Look through the listing below, and wherever a line has the string "BTreeMap", pull it out.

◆ SUPPLIED INFORMATION ◆
————

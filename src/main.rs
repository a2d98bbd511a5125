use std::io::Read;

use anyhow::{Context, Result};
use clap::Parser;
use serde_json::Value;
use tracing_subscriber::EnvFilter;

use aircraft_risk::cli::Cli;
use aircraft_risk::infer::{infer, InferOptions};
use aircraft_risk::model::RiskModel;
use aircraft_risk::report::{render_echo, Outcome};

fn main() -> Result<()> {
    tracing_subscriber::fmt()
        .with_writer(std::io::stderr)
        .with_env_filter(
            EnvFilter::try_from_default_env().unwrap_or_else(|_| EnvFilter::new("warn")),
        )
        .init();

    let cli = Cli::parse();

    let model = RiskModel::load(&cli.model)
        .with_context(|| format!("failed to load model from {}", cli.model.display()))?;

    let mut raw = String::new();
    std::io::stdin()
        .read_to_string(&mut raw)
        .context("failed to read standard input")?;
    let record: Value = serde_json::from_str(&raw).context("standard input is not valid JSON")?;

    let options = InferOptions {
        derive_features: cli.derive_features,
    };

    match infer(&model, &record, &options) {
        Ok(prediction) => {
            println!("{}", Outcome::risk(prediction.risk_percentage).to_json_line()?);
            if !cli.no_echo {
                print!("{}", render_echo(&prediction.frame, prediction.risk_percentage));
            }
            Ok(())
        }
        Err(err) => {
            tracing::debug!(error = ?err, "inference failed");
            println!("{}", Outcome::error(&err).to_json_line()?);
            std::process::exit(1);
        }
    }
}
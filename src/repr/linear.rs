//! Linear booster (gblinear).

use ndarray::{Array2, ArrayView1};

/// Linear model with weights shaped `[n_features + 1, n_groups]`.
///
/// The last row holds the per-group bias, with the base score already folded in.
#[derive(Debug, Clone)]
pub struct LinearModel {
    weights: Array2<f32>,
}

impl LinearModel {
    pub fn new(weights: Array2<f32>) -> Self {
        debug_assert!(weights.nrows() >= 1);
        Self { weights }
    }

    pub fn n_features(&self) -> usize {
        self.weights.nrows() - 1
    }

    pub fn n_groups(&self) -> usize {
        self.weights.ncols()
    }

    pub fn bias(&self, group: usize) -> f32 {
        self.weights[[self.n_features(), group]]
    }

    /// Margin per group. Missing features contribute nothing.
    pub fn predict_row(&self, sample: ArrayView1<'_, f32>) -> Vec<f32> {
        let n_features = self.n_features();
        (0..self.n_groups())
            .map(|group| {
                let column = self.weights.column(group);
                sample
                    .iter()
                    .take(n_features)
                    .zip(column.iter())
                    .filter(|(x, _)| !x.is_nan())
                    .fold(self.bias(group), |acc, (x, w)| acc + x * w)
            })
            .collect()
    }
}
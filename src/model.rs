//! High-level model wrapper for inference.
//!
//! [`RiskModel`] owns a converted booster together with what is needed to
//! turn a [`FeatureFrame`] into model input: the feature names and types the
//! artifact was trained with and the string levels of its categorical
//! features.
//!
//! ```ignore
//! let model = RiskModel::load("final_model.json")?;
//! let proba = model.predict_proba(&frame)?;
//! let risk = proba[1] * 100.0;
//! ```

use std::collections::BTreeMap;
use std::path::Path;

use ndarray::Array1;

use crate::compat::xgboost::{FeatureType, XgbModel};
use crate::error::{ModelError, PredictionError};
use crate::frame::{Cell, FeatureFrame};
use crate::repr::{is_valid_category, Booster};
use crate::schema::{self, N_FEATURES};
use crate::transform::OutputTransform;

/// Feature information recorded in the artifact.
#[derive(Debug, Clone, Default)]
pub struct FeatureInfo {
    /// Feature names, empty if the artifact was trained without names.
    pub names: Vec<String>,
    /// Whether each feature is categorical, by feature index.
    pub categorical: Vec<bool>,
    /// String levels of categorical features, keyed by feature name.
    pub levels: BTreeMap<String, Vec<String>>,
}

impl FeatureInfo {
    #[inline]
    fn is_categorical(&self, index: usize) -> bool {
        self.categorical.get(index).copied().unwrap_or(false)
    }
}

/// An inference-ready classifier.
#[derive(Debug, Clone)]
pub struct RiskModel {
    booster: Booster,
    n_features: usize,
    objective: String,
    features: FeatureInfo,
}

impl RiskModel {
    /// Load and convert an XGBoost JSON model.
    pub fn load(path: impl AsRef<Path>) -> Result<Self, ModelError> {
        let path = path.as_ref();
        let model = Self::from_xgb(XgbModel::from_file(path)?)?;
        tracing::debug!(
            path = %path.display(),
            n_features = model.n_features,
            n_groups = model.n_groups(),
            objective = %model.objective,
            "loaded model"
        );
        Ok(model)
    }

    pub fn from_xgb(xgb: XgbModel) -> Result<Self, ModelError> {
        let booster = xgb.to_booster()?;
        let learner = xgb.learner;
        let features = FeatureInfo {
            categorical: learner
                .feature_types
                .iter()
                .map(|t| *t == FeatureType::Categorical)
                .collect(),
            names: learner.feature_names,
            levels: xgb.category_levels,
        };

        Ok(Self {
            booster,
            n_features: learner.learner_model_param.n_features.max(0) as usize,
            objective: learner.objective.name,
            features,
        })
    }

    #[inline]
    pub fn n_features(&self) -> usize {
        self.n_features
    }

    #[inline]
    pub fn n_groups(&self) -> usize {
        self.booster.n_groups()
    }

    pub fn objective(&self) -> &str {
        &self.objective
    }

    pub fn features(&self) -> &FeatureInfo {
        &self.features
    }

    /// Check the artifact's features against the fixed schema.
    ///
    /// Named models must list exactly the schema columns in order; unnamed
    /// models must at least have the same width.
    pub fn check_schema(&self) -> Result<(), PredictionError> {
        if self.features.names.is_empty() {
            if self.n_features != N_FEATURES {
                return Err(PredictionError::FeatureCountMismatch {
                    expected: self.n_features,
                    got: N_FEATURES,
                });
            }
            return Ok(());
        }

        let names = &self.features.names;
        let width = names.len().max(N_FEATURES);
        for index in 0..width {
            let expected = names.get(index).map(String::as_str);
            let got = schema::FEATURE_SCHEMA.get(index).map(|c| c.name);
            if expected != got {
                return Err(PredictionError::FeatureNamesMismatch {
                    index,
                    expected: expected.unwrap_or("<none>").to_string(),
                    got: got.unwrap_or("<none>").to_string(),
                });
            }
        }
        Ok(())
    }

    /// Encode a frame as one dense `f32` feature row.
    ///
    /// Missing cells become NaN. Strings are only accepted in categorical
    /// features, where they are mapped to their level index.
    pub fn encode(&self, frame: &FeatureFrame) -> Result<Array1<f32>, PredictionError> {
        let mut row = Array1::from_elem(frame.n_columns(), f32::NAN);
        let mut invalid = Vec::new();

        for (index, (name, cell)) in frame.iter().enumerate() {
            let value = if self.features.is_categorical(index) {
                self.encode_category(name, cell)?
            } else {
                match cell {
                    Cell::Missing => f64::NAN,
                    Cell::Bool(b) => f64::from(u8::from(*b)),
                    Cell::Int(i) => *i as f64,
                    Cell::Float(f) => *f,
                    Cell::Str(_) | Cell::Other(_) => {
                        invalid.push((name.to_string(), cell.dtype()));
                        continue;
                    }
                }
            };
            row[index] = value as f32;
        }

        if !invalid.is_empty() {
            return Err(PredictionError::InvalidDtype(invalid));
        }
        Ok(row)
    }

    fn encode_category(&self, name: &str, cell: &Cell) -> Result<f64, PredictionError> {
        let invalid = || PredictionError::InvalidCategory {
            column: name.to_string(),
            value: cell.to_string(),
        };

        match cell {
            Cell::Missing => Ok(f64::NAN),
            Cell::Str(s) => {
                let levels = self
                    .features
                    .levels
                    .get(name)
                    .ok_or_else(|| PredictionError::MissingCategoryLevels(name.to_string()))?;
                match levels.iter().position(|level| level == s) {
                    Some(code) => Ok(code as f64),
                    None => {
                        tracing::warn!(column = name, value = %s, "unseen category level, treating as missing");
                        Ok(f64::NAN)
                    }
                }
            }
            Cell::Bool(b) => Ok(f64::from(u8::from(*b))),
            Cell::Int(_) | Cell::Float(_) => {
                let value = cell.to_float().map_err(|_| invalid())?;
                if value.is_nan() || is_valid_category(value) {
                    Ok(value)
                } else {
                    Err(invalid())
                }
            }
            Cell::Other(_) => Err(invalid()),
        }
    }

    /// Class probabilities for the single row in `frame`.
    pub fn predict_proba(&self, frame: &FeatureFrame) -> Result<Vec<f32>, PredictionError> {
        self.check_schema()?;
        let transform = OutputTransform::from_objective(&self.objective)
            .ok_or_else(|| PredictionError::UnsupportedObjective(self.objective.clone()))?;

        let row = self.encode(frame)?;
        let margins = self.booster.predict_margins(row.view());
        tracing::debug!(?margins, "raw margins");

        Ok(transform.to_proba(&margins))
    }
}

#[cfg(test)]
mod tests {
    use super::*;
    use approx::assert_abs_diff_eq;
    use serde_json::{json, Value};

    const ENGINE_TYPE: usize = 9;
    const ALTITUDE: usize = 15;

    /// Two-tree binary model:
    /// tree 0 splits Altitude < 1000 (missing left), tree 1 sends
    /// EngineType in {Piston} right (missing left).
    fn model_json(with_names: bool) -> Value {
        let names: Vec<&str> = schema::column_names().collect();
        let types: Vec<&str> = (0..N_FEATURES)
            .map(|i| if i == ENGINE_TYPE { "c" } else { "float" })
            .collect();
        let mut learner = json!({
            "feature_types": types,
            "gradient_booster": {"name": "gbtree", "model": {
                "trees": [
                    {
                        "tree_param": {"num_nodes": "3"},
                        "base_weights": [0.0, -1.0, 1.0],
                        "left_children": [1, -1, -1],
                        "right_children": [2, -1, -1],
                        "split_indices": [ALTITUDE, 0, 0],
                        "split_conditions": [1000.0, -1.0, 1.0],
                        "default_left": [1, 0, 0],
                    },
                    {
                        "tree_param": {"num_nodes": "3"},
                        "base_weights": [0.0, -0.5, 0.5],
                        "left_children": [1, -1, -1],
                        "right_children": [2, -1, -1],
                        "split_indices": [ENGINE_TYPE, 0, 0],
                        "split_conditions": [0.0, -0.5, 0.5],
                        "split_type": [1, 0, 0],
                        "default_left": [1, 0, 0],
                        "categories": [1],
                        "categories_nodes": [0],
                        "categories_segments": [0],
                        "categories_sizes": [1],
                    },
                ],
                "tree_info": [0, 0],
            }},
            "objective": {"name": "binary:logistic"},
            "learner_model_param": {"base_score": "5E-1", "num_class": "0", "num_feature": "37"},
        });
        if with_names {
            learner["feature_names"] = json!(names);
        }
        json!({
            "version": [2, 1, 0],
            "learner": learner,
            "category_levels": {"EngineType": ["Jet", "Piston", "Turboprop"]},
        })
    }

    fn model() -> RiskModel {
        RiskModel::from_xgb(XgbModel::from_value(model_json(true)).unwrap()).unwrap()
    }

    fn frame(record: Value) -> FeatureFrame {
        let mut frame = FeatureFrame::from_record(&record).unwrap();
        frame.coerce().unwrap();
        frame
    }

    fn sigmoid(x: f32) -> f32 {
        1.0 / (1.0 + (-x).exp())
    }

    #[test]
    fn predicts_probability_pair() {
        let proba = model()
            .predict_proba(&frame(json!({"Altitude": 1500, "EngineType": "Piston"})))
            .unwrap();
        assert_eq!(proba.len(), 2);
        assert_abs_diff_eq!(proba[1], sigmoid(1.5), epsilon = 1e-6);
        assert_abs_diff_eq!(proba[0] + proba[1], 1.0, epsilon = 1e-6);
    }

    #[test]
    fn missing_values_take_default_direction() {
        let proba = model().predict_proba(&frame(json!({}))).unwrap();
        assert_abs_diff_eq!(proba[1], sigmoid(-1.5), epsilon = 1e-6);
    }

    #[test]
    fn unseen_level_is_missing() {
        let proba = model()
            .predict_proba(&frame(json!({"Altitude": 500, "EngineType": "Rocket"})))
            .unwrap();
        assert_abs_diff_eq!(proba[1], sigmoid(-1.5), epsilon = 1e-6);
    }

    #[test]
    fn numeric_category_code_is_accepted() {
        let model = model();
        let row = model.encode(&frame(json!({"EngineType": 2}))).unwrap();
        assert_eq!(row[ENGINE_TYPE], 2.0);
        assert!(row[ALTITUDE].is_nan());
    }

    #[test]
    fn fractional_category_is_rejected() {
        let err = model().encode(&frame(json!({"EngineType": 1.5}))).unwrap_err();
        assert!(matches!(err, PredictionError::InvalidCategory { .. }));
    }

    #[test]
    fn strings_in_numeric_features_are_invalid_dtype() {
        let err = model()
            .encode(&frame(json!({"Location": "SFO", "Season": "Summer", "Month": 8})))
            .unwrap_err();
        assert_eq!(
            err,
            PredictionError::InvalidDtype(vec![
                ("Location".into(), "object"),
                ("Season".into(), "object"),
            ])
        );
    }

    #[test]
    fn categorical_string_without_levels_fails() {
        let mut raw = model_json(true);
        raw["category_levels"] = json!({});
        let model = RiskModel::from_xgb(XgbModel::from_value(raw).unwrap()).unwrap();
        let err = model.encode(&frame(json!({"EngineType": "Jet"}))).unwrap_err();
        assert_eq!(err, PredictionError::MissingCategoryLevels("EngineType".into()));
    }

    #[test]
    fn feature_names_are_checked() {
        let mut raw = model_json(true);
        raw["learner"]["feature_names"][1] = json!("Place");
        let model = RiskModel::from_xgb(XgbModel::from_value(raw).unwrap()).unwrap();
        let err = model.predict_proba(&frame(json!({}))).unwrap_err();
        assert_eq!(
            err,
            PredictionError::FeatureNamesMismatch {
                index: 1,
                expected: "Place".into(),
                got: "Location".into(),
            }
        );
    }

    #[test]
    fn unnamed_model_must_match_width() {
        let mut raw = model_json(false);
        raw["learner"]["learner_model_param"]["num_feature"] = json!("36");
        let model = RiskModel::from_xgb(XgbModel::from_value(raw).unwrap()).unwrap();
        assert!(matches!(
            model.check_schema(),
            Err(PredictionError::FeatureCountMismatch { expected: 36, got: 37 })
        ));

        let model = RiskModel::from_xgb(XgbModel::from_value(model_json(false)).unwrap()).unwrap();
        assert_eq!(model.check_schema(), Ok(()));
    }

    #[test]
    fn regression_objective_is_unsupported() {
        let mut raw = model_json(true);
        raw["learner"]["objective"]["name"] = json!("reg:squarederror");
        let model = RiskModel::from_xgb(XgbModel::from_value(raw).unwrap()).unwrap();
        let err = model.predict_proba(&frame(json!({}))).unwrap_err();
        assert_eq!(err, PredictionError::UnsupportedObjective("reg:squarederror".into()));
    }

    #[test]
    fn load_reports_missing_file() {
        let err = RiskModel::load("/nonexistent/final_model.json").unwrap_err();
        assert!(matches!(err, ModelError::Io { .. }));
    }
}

————

◆ REPLY TO THE TASK ◆
use std::collections::BTreeMap;
    pub levels: BTreeMap<String, Vec<String>>,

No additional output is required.